Se verrà portata a termine, si tratterà della più ampia confisca di terra nei Territori palestinesi occupati degli ultimi 30 anni e colpirà almeno cinque villaggi palestinesi della zona di Betlemme: Jaba, Surif, Wadi Fukin, Husan e Nahalin. 

La confisca dovrebbe servire ad ampliare la nuova colonia di Gvaot, dove ora vivono 10 nuclei familiari.

La base giuridica per la confisca dei terreni palestinesi risiede nell’interpretazione data da Israele a una legge ottomana del 1858, per cui la terra non usata per scopi agricoli o di allevamento per diversi anni consecutivi diventa “terra statale”.

Il 40 per cento della Cisgiordania è già “terra statale” israeliana.
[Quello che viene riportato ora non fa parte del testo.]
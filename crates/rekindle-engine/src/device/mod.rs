//! GPU device + surface lifecycle.
//!
//! This module is responsible for:
//! - negotiating a capability level and creating the device and its context
//! - creating, resizing and presenting the surface and its derived views
//! - detecting device loss and rebuilding the whole generation
//!
//! Native calls go through [`Backend`]; `crate::gpu` provides the wgpu one and
//! [`sim`] a headless recording one.

mod backend;
mod caps;
mod error;
mod extent;
mod factory;
mod generation;
mod init;
mod lifecycle;
mod loss;
mod surface;
mod target;

pub mod sim;

pub use backend::{AdapterIdentity, Backend, CreatedDevice};
pub use caps::CapabilityLevel;
pub use error::{ApiError, DeviceError, PresentOutcome};
pub use extent::{Extent, Rotation};
pub use factory::{create_device, DeviceGeneration};
pub use generation::{Generation, Tagged};
pub use init::{
    ClearValues, DepthDesc, DepthFormat, DeviceConfig, DiagnosticOptions, SurfaceDesc,
    SurfaceFormat, BENIGN_MESSAGES,
};
pub use lifecycle::{Lifecycle, LifecycleState, RenderOutcome};
pub use loss::is_device_still_valid;
pub use surface::SurfaceManager;
pub use target::{WindowKind, WindowSource, WindowTarget};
Terra per insediamenti.

Il nesso tra la confisca dei 400 ettari di terra palestinese e il sequestro e l’uccisione dei tre studenti delle scuole religiose Eyal Yifrah, Gilad Shaar e Naftali Fraenkel, avvenuto a giugno, rende la vicenda ancora più inaccettabile: come fossimo di fronte a una sorta di punizione collettiva nei confronti della popolazione di cinque villaggi, ovviamente estranea a quelle azioni criminali (a cui peraltro risulterebbe estranea anche Hamas, come risulta dall’inchiesta della polizia e dei servizi israeliani).
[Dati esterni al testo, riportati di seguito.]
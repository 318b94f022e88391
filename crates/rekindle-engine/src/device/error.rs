use thiserror::Error;

use super::LifecycleState;

/// Raw status reported by a backend call.
///
/// Backends report what the driver said; the lifecycle components decide what
/// it means (see [`DeviceError`]).
#[derive(Debug, Clone, PartialEq, Eq, Error)]
pub enum ApiError {
    #[error("device removed")]
    DeviceRemoved,

    #[error("device reset")]
    DeviceReset,

    /// The requested capability level (or feature) is not available.
    #[error("unsupported: {0}")]
    Unsupported(String),

    /// Acquiring the next back buffer timed out.
    #[error("timed out")]
    Timeout,

    #[error("{0}")]
    Other(String),
}

impl ApiError {
    pub fn other(msg: impl Into<String>) -> Self {
        Self::Other(msg.into())
    }

    /// Removal/reset class: the device generation is gone.
    pub fn is_device_loss(&self) -> bool {
        matches!(self, Self::DeviceRemoved | Self::DeviceReset)
    }
}

/// Lifecycle error taxonomy.
///
/// Only the loss class (`SurfaceLost`, `DeviceLost`) is recoverable, and the
/// orchestrator handles it internally. Everything else is fatal to the caller.
#[derive(Debug, Error)]
pub enum DeviceError {
    #[error("device creation failed: {reason}")]
    DeviceCreationFailed { reason: String },

    #[error("presentation surface lost during {op}")]
    SurfaceLost { op: &'static str },

    #[error("device lost during {op}")]
    DeviceLost { op: &'static str },

    #[error("{op} failed: {source}")]
    TransientApiFailure {
        op: &'static str,
        #[source]
        source: ApiError,
    },

    #[error("`{op}` is not valid in the {state:?} state")]
    InvalidState {
        op: &'static str,
        state: LifecycleState,
    },
}

impl DeviceError {
    /// Returns true for the recoverable loss class.
    pub fn is_loss(&self) -> bool {
        matches!(self, Self::SurfaceLost { .. } | Self::DeviceLost { .. })
    }

    /// Classifies a surface create/resize/acquire failure.
    pub(crate) fn from_surface_call(op: &'static str, err: ApiError) -> Self {
        if err.is_device_loss() {
            Self::SurfaceLost { op }
        } else {
            Self::TransientApiFailure { op, source: err }
        }
    }

    /// Turns a loss observed during bring-up into a fatal failure.
    ///
    /// Initial bring-up (and the bring-up inside recovery) is never retried.
    pub(crate) fn into_fatal(self) -> Self {
        match self {
            Self::SurfaceLost { op } | Self::DeviceLost { op } => Self::TransientApiFailure {
                op,
                source: ApiError::DeviceRemoved,
            },
            other => other,
        }
    }
}

/// Result of a present request.
#[derive(Debug, Copy, Clone, Eq, PartialEq)]
pub enum PresentOutcome {
    /// Frame presented and the next back buffer is bound-ready.
    Presented,
    /// Nothing was presented (no back buffer could be acquired in time).
    Skipped,
    /// The runtime reported removal/reset; full recovery is required.
    DeviceLost,
}

#[cfg(test)]
mod tests {
    use super::*;

    #[test]
    fn removal_and_reset_are_loss() {
        assert!(ApiError::DeviceRemoved.is_device_loss());
        assert!(ApiError::DeviceReset.is_device_loss());
        assert!(!ApiError::Timeout.is_device_loss());
        assert!(!ApiError::other("boom").is_device_loss());
    }

    #[test]
    fn surface_calls_classify_loss_as_surface_lost() {
        let err = DeviceError::from_surface_call("resize_surface", ApiError::DeviceReset);
        assert!(matches!(err, DeviceError::SurfaceLost { op: "resize_surface" }));
        assert!(err.is_loss());

        let err = DeviceError::from_surface_call("resize_surface", ApiError::other("bad size"));
        assert!(matches!(err, DeviceError::TransientApiFailure { .. }));
        assert!(!err.is_loss());
    }

    #[test]
    fn bring_up_loss_becomes_fatal() {
        let err = DeviceError::DeviceLost { op: "present" }.into_fatal();
        assert!(!err.is_loss());
        assert!(matches!(
            err,
            DeviceError::TransientApiFailure { op: "present", source: ApiError::DeviceRemoved }
        ));
    }

    #[test]
    fn display_names_the_operation() {
        let err = DeviceError::TransientApiFailure {
            op: "create_surface",
            source: ApiError::other("no formats"),
        };
        assert_eq!(err.to_string(), "create_surface failed: no formats");
    }
}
L’impatto della confisca delle terre, della costruzione degli insediamenti, delle strade di collegamento riservare ai coloni, dei posti di blocco e della barriera di sicurezza sulla vita dei palestinesi della Cisgiordania è devastante: migliaia di palestinesi sottoposti a sgomberi forzati e illegali, limitato accesso all’acqua, alle cure mediche, all’istruzione e al lavoro, restrizioni alla libertà di movimento, difficoltà nel mantenere le relazioni familiari, fine del reddito derivante dai prodotti dell’agricoltura e dell’allevamento. A questo aggiungiamo i ripetuti atti di vandalismo, raramente indagati dalla giustizia israeliane, commessi dai coloni.

Per rianimare il processo di pace, il primo passo dovrebbe essere lo stop agli insediamenti, in vista del ritiro dei coloni dai Territori palestinesi occupati. Gli Usa, sponsor del processo di pace, dovranno un giorno rendersi conto che gli insediamenti non sono solo “controproducenti”.  Sono una grave violazione del diritto internazionale.